Laura Peel (born 29 September 1989) is an Australian freestyle skier. She is a two time World Champion (2015, 2021) and has won three World Cup titles (2020, 2021, 2025) in the women's aerials discipline. She competed at the 2014, 2018, and 2022 Winter Olympics, where she placed seventh, fifth and fifth respectively. She qualified to appear at her fourth consecutive Winter Olympic Games in 2026, before withdrawing due to injury.

She competed at the FIS Freestyle World Ski Championships 2011 in Utah, and at the FIS Freestyle World Ski Championships 2013 in Voss.

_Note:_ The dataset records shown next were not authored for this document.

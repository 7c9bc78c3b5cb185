//! Draw-call preparation
//!
//! Rendering itself belongs to the host. This module turns a sprite index plus
//! placement into a [`DrawCommand`] and hands it to a [`SpriteRenderer`]
//! together with the atlas texture the sprite lives on.

use glam::Vec2;

use crate::bundle::Bundle;
use crate::sprite::Rect;

/// RGBA8 tint
#[derive(Debug, Clone, Copy, PartialEq, Eq, Hash)]
pub struct Color {
    pub r: u8,
    pub g: u8,
    pub b: u8,
    pub a: u8,
}

impl Color {
    pub const WHITE: Self = Self::rgba(255, 255, 255, 255);

    pub const fn rgba(r: u8, g: u8, b: u8, a: u8) -> Self {
        Self { r, g, b, a }
    }
}

impl Default for Color {
    fn default() -> Self {
        Self::WHITE
    }
}

/// Everything a renderer needs to blit one sprite
#[derive(Debug, Clone, Copy, PartialEq)]
pub struct DrawCommand {
    /// Atlas the source rect refers to
    pub atlas_index: usize,
    /// Region of the atlas, in pixels
    pub source: Rect,
    /// Screen rect: top-left at the draw position, size scaled
    pub destination: Rect,
    /// Pivot relative to `destination`, already scaled
    pub origin: Vec2,
    /// Degrees, around `origin`
    pub rotation: f32,
    pub tint: Color,
}

/// Host-side drawing backend
pub trait SpriteRenderer<T> {
    fn draw_texture(&mut self, texture: &T, command: &DrawCommand);
}

impl<T> Bundle<T> {
    /// Build the draw command for sprite `index`, or `None` if there is no
    /// such sprite.
    pub fn draw_command(
        &self,
        index: usize,
        position: Vec2,
        scale: Vec2,
        rotation: f32,
        tint: Color,
    ) -> Option<DrawCommand> {
        let sprite = self.sprite(index)?;
        let size = sprite.size() * scale;
        Some(DrawCommand {
            atlas_index: sprite.atlas_index,
            source: sprite.source,
            destination: Rect::new(position.x, position.y, size.x, size.y),
            origin: sprite.origin * scale,
            rotation,
            tint,
        })
    }

    /// Draw at `position` with no scaling or rotation. Does nothing for an
    /// unknown index.
    pub fn draw_sprite<R>(&self, renderer: &mut R, index: usize, position: Vec2, tint: Color)
    where
        R: SpriteRenderer<T> + ?Sized,
    {
        self.draw_sprite_ex(renderer, index, position, Vec2::ONE, 0.0, tint);
    }

    pub fn draw_sprite_ex<R>(
        &self,
        renderer: &mut R,
        index: usize,
        position: Vec2,
        scale: Vec2,
        rotation: f32,
        tint: Color,
    ) where
        R: SpriteRenderer<T> + ?Sized,
    {
        let Some(command) = self.draw_command(index, position, scale, rotation, tint) else {
            return;
        };
        if let Some(atlas) = self.atlas_image(command.atlas_index) {
            renderer.draw_texture(&atlas.texture, &command);
        }
    }
}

At the 2015 World Championships she won her first world title.

== Results ==

=== Olympic results ===

| Year | Age | Aerials | Aerials team |
| RUS 2014 Sochi | 24 | 7 | —N/a |
| KOR 2018 Pyeongchang | 28 | 5 |
| CHN 2022 Beijing | 32 | 5 | — |

==== Notes ====
- The Aerials team was added as an event in 2022.

=== World Championships ===

| Year | Age | Aerials | Aerials team |
| USA 2011 Deer Valley | 21 | 11 | —N/a |
| NOR 2013 Voss | 23 | 8 |
| AUT 2015 Kreischberg | 25 | 1 |
| ESP 2017 Sierra Nevada | 27 | 8 |
| USA 2019 Deer Valley | 29 | 4 | 7 |
| KAZ 2021 Almaty | 31 | 1 | — |
| GEO 2023 Bakuriani | 33 | 7 | — |
| SUI 2025 Engadin | 35 | 7 | 4 |

==== Notes ====
- The Aerials team was added as an event in 2019.

=== World Cup ===
==== Race podiums ====

| No. | Season |
| Date | Location | Discipline | Place |
| 1 | 2012 | 15 January 2012 | CAN Mont Gabriel, Canada | Aerials | 3rd |
| 2 | 17 February 2012 | AUT Kreischberg, Austria | Aerials | 1st |
| 3 | 2013 | 1 February 2013 | USA Deer Valley, United States | Aerials | 2nd |
| 4 | 17 February 2013 | RUS Sochi, Russia | Aerials | 2nd |
| 5 | 2017 | 4 March 2017 | RUS Moscow, Russia | Aerials | 3rd |
| 6 | 2018 | 19 January 2018 | USA Lake Placid, United States | Aerials | 3rd |
| 7 | 20 January 2018 | 3rd |
| 8 | 2019 | 16 February 2019 | RUS Moscow, Russia | Aerials | 2nd |
| 9 | 2 March 2019 | CHN Shimao Lotus Mountain, China | Aerials | 1st |
| 10 | 2020 | 21 December 2019 | CHN Shimao Lotus Mountain, China | Aerials | 3rd |
| 11 | 15 February 2020 | RUS Moscow, Russia | Aerials | 2nd |
| 12 | 22 February 2020 | BLR Minsk, Belarus | Aerials | 1st |
| 13 | 8 March 2020 | RUS Krasnoyarsk, Russia | Aerials | 1st |
| 14 | 2021 | 4 December 2020 | FIN Ruka, Finland | Aerials | 1st |
| 15 | 16 January 2021 | RUS Yaroslavl, Russia | Aerials | 1st |
| 16 | 23 January 2021 | RUS Moscow, Russia | Aerials | 2nd |
| 17 | 30 January 2021 | BLR Minsk, Belarus | Aerials | 2nd |
| 18 | 2022 | 11 December 2021 | FIN Ruka, Finland | Aerials | 2nd |
| 19 | 12 January 2022 | USA Deer Valley, United States | Aerials | 1st |
| 20 | 2023 | 22 January 2023 | CAN Le Relais, Canada | Aerials | 1st |
| 21 | 5 March 2023 | SUI Engadin, Switzerland | Aerials | 2nd |
| 22 | 19 March 2023 | KAZ Almaty, Kazakhstan | Aerials | 1st |
| 23 | 2024 | 16 December 2023 | CHN Shimao Lotus Mountain, China | Aerials | 3rd |
| 24 | 2025 | 19 January 2025 | USA Lake Placid, United States | Aerials Team | 3rd |
| 25 | 25 January 2025 | CAN Lac-Beauport, Canada | Aerials | 1st |
| 26 | 26 January 2025 | CAN Lac-Beauport, Canada | Aerials | 1st |
| 27 | 7 February 2025 | USA Deer Valley, United States | Aerials | 1st |
| 28 | 2 March 2025 | KAZ Almaty, Kazakhstan | Aerials | 1st |
| 29 | 13 March 2025 | ITA Livigno, Italy | Aerials | 1st |
| 30 | 2026 | 7 January 2026 | CAN Lac-Beauport, Canada | Aerials | 1st |

==Recognition==
- Canberra Sports Awards - Athlete of the Year - Women's Sport: 2020, 2021, 2025.